Trump's coal bailout plan lingers on in a different guise: While one version of the Trump administration’s plan to bail out ailing coal and nuclear plants appears to have been shelved, critics note that proposals with similar effect could be pursued through the Federal Energy Regulatory Commission (FERC) where Republican nominees have floated several proposals, one of which is to set minimum bidding prices for renewable energy. This would keep struggling coal and nuclear generators in the market. FERC is holding hearings on how the proposed rule could be implemented in the PJM Interconnection, which operates a regional wholesale market covering 13 eastern states and the District of Columbia. (Washington Examiner)


Lignite Retreat: RWE’s Short-Term Pain, Long-Term Gain, Institute for Energy Economics and Financial Analysis, October 2018. (Pdf) (Media release here.)

This 18-page report argues that the German utility RWE would be better off in the medium to long term by reducing its lignite mining operations and closing its oldest lignite-fired power plants.

Coal Kills, Research and Dialogue for a Just Transition, GroundWork, September 2018. (Pdf)

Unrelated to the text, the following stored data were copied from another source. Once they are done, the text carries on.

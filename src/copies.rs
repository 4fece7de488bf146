//! Collapse redundant ORF copies of a gene family within a genome.
//!
//! For every (genome, gene family) group the best bit score is found, and only
//! records scoring at least `threshold` times that maximum survive. A threshold
//! of 1.0 keeps the best hit(s) only; 0.0 keeps everything.

use crate::error::{MarselError, Result};
use crate::record::AnnotationRecord;
use rustc_hash::FxHashMap;

/// Check that a copy threshold lies in [0, 1]
pub fn validate_threshold(threshold: f64) -> Result<()> {
    if (0.0..=1.0).contains(&threshold) {
        Ok(())
    } else {
        Err(MarselError::InvalidThreshold(threshold))
    }
}

/// Maximum bit score of every (genome, gene family) group
fn max_scores(records: &[AnnotationRecord]) -> FxHashMap<(&str, &str), f64> {
    let mut maxima: FxHashMap<(&str, &str), f64> = FxHashMap::default();
    for record in records {
        maxima
            .entry((record.genome_id.as_str(), record.gene_family.as_str()))
            .and_modify(|best| {
                if record.bit_score > *best {
                    *best = record.bit_score;
                }
            })
            .or_insert(record.bit_score);
    }
    maxima
}

/// Retain records within `threshold` of their group's best bit score.
///
/// Input order is preserved, so filtering is deterministic and filtering an
/// already filtered stream again with the same threshold of 1.0 is a no-op.
pub fn filter_copies(records: &[AnnotationRecord], threshold: f64) -> Result<Vec<AnnotationRecord>> {
    validate_threshold(threshold)?;

    let maxima = max_scores(records);
    let filtered = records
        .iter()
        .filter(|record| {
            let key = (record.genome_id.as_str(), record.gene_family.as_str());
            let max_score = maxima.get(&key).copied().unwrap_or(record.bit_score);
            record.bit_score >= max_score * threshold
        })
        .cloned()
        .collect();

    Ok(filtered)
}

#[cfg(test)]
mod tests {
    use super::*;

    fn record(orf: &str, score: f64, family: &str) -> AnnotationRecord {
        let genome = crate::record::genome_from_orf(orf);
        AnnotationRecord::new(orf, genome, "a.tsv", score, family)
    }

    fn sample() -> Vec<AnnotationRecord> {
        vec![
            record("G1_1", 100.0, "K1"),
            record("G1_2", 80.0, "K1"),
            record("G1_3", 40.0, "K1"),
            record("G1_4", 55.0, "K2"),
            record("G2_1", 70.0, "K1"),
            record("G2_2", 70.0, "K1"),
            record("G2_3", 10.0, "K2"),
        ]
    }

    fn orfs(records: &[AnnotationRecord]) -> Vec<&str> {
        records.iter().map(|r| r.orf_id.as_str()).collect()
    }

    #[test]
    fn test_threshold_one_keeps_best_and_ties() {
        let filtered = filter_copies(&sample(), 1.0).unwrap();
        assert_eq!(orfs(&filtered), vec!["G1_1", "G1_4", "G2_1", "G2_2", "G2_3"]);
    }

    #[test]
    fn test_threshold_one_is_idempotent() {
        let once = filter_copies(&sample(), 1.0).unwrap();
        let twice = filter_copies(&once, 1.0).unwrap();
        assert_eq!(once, twice);
    }

    #[test]
    fn test_threshold_zero_is_identity() {
        let input = sample();
        let filtered = filter_copies(&input, 0.0).unwrap();
        assert_eq!(filtered, input);
    }

    #[test]
    fn test_intermediate_threshold() {
        let filtered = filter_copies(&sample(), 0.8).unwrap();
        assert_eq!(
            orfs(&filtered),
            vec!["G1_1", "G1_2", "G1_4", "G2_1", "G2_2", "G2_3"]
        );
    }

    #[test]
    fn test_zero_scores_survive() {
        let input = vec![record("G1_1", 0.0, "K1"), record("G1_2", 0.0, "K1")];
        assert_eq!(filter_copies(&input, 1.0).unwrap().len(), 2);
    }

    #[test]
    fn test_invalid_threshold() {
        for threshold in [-0.1, 1.01, f64::NAN] {
            assert!(matches!(
                filter_copies(&sample(), threshold),
                Err(MarselError::InvalidThreshold(_))
            ));
        }
    }
}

This 31-page report is a compilation of brief reports by a number of organisations on the impacts of coal mining and power generation on the communities and environment of the Highveld in Mpumalanga province. It also flags issues central to the development of appropriate just transition strategies for the Highveld.

Impacts of Burning Coal on Michigan's Water Quality, Michigan Environmental Council, October 2018. (Pdf)

The 20-page report details how Michigan’s coal plants and coal ash dams have contaminated Michigan’s Great Lakes and waterways with toxins like mercury, arsenic and lead.

Science based coal phase-out pathway for Germany in line with the Paris Agreement 1.5°C warming limit: Opportunities and benefits of an accelerated energy transition, Climate Analytics, October 2018. (Pdf) (Media release in English here and in German here.)

This 48-page report examines what the Paris Agreement 1.5°C limit means for coal phase out in Germany’s electricity generation.